**What the task requires:** Lines in which "pages" appears should be pulled from the data below.

-.-.-

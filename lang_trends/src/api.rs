use async_trait::async_trait;
use strum_macros::{Display, EnumString};
use thiserror::Error;

#[derive(Error, Debug)]
pub enum Error {
    #[error("Error: {0}")]
    Error(&'static str),
    // sole reason for the `reqwest` dependency..
    #[error("Request error: {0}")]
    RequestError(#[from] reqwest::Error),
    #[error(transparent)]
    Other(#[from] anyhow::Error),
}

pub type Result<T> = std::result::Result<T, Error>;

/// Sort key accepted by the repository search endpoint.
#[derive(Clone, Copy, Debug, Display, EnumString, PartialEq, Eq)]
#[strum(serialize_all = "lowercase")]
pub enum Sort {
    Stars,
    Forks,
    Updated,
}

/// One year's sample population: repositories above `min_stars` stars,
/// last pushed within the calendar year.
#[derive(Clone, Copy, Debug, PartialEq, Eq)]
pub struct YearWindow {
    year: u16,
    min_stars: u32,
}

impl YearWindow {
    pub fn new(year: u16, min_stars: u32) -> Self {
        YearWindow { year, min_stars }
    }

    pub fn year(&self) -> u16 {
        self.year
    }

    /// Search filter of the window, e.g. `stars:>1000 pushed:2023-01-01..2023-12-31`.
    pub fn query(&self) -> String {
        format!(
            "stars:>{} pushed:{}-01-01..{}-12-31",
            self.min_stars, self.year, self.year
        )
    }
}

/// One repository's byte counts per language, in the order reported by the source.
pub type LanguageBreakdown = Vec<(String, u64)>;

pub trait Repo: Send + Sync {
    fn name(&self) -> &str;

    fn owner(&self) -> &str;
}

#[async_trait]
pub trait Client<REPO: Repo, const MAX_PAGE_SIZE: u32, const FIRST_PAGE_NUMBER: u32>: Send + Sync {
    /// Lists repositories matching `window`, most relevant first according to the
    /// client's sort key.
    async fn search_repos(&self, window: &YearWindow, page: u32, per_page: u32) -> Result<Vec<REPO>>;

    /// Fetches the language byte breakdown of one repository's default branch.
    async fn repo_languages(&self, repo: &REPO) -> Result<LanguageBreakdown>;
}

/// Tests

#[test]
fn year_window_query_test() {
    let window = YearWindow::new(2023, 1000);
    assert_eq!(window.query(), "stars:>1000 pushed:2023-01-01..2023-12-31");
}

#[test]
fn sort_round_trip_test() {
    use std::str::FromStr;
    assert_eq!(Sort::from_str("stars").unwrap(), Sort::Stars);
    assert_eq!(Sort::Stars.to_string(), "stars");
}
impl<REPO, const MAX_PAGE_SIZE: u32, const FIRST_PAGE_NUMBER: u32, CLIENT>
    TrendCollector<REPO, MAX_PAGE_SIZE, FIRST_PAGE_NUMBER, CLIENT>
where
    REPO: 'static + Repo,
    CLIENT: 'static + Client<REPO, MAX_PAGE_SIZE, FIRST_PAGE_NUMBER>,
{
    pub fn new(client: CLIENT, config: CollectorConfig) -> Self {
        let _repo_type = PhantomData::default();
        TrendCollector {
            client: Arc::new(client),
            config,
            _repo_type,
        }
    }

    /// Runs one collection pass per requested year, sequentially. A repeated
    /// year is collected again and overwrites the earlier entry.
    pub async fn collect_years(&self, years: &[u16]) -> YearlyResults {
        let mut results = YearlyResults::new();
        for &year in years {
            let window = YearWindow::new(year, self.config.min_stars);
            let ranking = self.collect_year(&window).await;
            info!("Year {}: ranked {} languages", year, ranking.len());
            results.insert(year, ranking);
        }
        results
    }

    /// Paginates the year's repository search and folds every repository's
    /// language breakdown into a fresh histogram. A failed page truncates
    /// pagination with the data gathered so far; a failed language lookup
    /// skips that repository only.
    pub async fn collect_year(&self, window: &YearWindow) -> Vec<RankedLanguage> {
        let mut histogram = LanguageHistogram::default();
        let mut paginator = Paginator::new(FIRST_PAGE_NUMBER, MAX_PAGE_SIZE, self.config.repo_target);
        while let Some(page) = paginator.next_page() {
            let repos = match self.client.search_repos(window, page.page_no, page.page_size).await {
                Ok(repos) => repos,
                Err(err) => {
                    warn!(
                        "Repository search for {} stopped at page {}: {}",
                        window.year(),
                        page.page_no,
                        err
                    );
                    break;
                }
            };
            if repos.is_empty() {
                debug!("Repository search for {} exhausted at page {}", window.year(), page.page_no);
                break;
            }
            paginator.advance(repos.len() as u32);
            debug!("Found {} repositories", repos.len());
            let breakdowns: Vec<LanguageBreakdown> = stream::iter(repos)
                .map(|repo| Self::fetch_languages(repo, self.client.clone()))
                .buffered(self.config.max_language_requests)
                .filter_map(map_languages_result)
                .collect()
                .await;
            for breakdown in breakdowns {
                histogram.accumulate(breakdown);
            }
        }
        histogram.finalize(&self.config.exclusions, self.config.top_n)
    }

    fn fetch_languages(repo: REPO, client: Arc<CLIENT>) -> JoinHandle<Option<LanguageBreakdown>> {
        tokio::spawn(async move {
            client.repo_languages(&repo).await.map(Some).unwrap_or_else(|err| {
                warn!(
                    "Failed to get languages of {}/{}: {}",
                    repo.owner(),
                    repo.name(),
                    err
                );
                None
            })
        })
    }
}

/// Utility functions

async fn map_languages_result(
    breakdown: Result<Option<LanguageBreakdown>, JoinError>,
) -> Option<LanguageBreakdown> {
    match breakdown {
        Ok(breakdown) => breakdown,
        err => {
            error!("Language lookup task failed: {:?}", err);
            None
        }
    }
}

#[derive(Constructor)]
struct Page {
    page_no: u32,
    page_size: u32,
}

/// Drives count-based pagination: pages are requested with a constant size
/// until the retrieved total reaches the target. A page returning fewer items
/// than requested is not terminal, the caller keeps paging and stops only on
/// an empty page or a failed request.
struct Paginator {
    page_no: u32,
    page_size: u32,
    target: u32,
    retrieved: u32,
}

impl Paginator {
    fn new(first_page: u32, max_page_size: u32, target: u32) -> Self {
        Paginator {
            page_no: first_page,
            // Constant across pages so page boundaries stay aligned.
            page_size: std::cmp::min(max_page_size, target),
            target,
            retrieved: 0,
        }
    }

    fn next_page(&mut self) -> Option<Page> {
        if self.retrieved >= self.target {
            return None;
        }
        let page = Page::new(self.page_no, self.page_size);
        self.page_no.add_assign(1);
        Some(page)
    }

    /// Records how many repositories the last page actually returned.
    fn advance(&mut self, retrieved: u32) {
        self.retrieved += retrieved;
    }
}

/// Tests

#[test]
fn finalize_percentages_test() {
    let mut histogram = LanguageHistogram::default();
    histogram.accumulate(vec![
        ("Python".to_string(), 300),
        ("Go".to_string(), 100),
        ("HTML".to_string(), 200),
    ]);
    let exclusions = HashSet::from(["HTML".to_string()]);
    let ranking = histogram.finalize(&exclusions, 2);
    assert_eq!(
        ranking,
        vec![
            RankedLanguage::new("Python".to_string(), 75.0),
            RankedLanguage::new("Go".to_string(), 25.0),
        ]
    );
}

#[test]
fn finalize_never_ranks_excluded_test() {
    let mut histogram = LanguageHistogram::default();
    for language in DEFAULT_EXCLUSIONS {
        histogram.accumulate(vec![(language.to_string(), 1000)]);
    }
    histogram.accumulate(vec![("Rust".to_string(), 1)]);
    let ranking = histogram.finalize(&CollectorConfig::default().exclusions, 10);
    assert_eq!(ranking, vec![RankedLanguage::new("Rust".to_string(), 100.0)]);
}

#[test]
fn finalize_degenerate_total_test() {
    let mut histogram = LanguageHistogram::default();
    histogram.accumulate(vec![("HTML".to_string(), 500)]);
    let ranking = histogram.finalize(&CollectorConfig::default().exclusions, 10);
    assert!(ranking.is_empty(), "Only excluded bytes must produce an empty ranking");
}

#[test]
fn finalize_tie_break_test() {
    let mut histogram = LanguageHistogram::default();
    histogram.accumulate(vec![("A".to_string(), 50), ("B".to_string(), 50)]);
    let ranking = histogram.finalize(&HashSet::new(), 1);
    assert_eq!(ranking, vec![RankedLanguage::new("A".to_string(), 100.0)]);
}

#[test]
fn finalize_caps_top_n_test() {
    let mut histogram = LanguageHistogram::default();
    histogram.accumulate(vec![
        ("A".to_string(), 50),
        ("B".to_string(), 30),
        ("C".to_string(), 20),
    ]);
    let ranking = histogram.finalize(&HashSet::new(), 2);
    assert_eq!(
        ranking,
        vec![
            RankedLanguage::new("A".to_string(), 50.0),
            RankedLanguage::new("B".to_string(), 30.0),
        ]
    );
    let sum: f32 = ranking.iter().map(|ranked| ranked.percentage).sum();
    assert!(sum < 100.0, "Shares of a truncated ranking should not reach 100%");
}

#[test]
fn accumulate_is_additive_test() {
    let breakdown = vec![("Python".to_string(), 100), ("Go".to_string(), 100)];
    let mut histogram = LanguageHistogram::default();
    histogram.accumulate(breakdown.clone());
    assert_eq!(histogram.total(), 200);
    histogram.accumulate(breakdown);
    assert_eq!(histogram.total(), 400, "Repeated breakdowns must double-count");
}

#[test]
fn paginator_test() {
    let mut paginator = Paginator::new(1, 100, 250);
    let page = paginator.next_page().unwrap();
    assert_eq!((page.page_no, page.page_size), (1, 100));
    paginator.advance(100);
    let page = paginator.next_page().unwrap();
    assert_eq!((page.page_no, page.page_size), (2, 100));
    paginator.advance(100);
    let page = paginator.next_page().unwrap();
    assert_eq!((page.page_no, page.page_size), (3, 100));
    paginator.advance(100);
    assert!(paginator.next_page().is_none(), "Target reached, pagination ends");
}

#[test]
fn paginator_short_page_continues_test() {
    let mut paginator = Paginator::new(1, 100, 150);
    paginator.next_page().unwrap();
    paginator.advance(40);
    let page = paginator.next_page().unwrap();
    assert_eq!(
        (page.page_no, page.page_size),
        (2, 100),
        "A short page is not terminal, the next page is still requested"
    );
}

#[test]
fn paginator_small_target_test() {
    let mut paginator = Paginator::new(1, 100, 3);
    let page = paginator.next_page().unwrap();
    assert_eq!((page.page_no, page.page_size), (1, 3));
}

#[test]
fn paginator_zero_target_test() {
    let mut paginator = Paginator::new(1, 100, 0);
    assert!(paginator.next_page().is_none());
}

-.-.-

**Answer to the problem:**
/// Drives count-based pagination: pages are requested with a constant size
            // Constant across pages so page boundaries stay aligned.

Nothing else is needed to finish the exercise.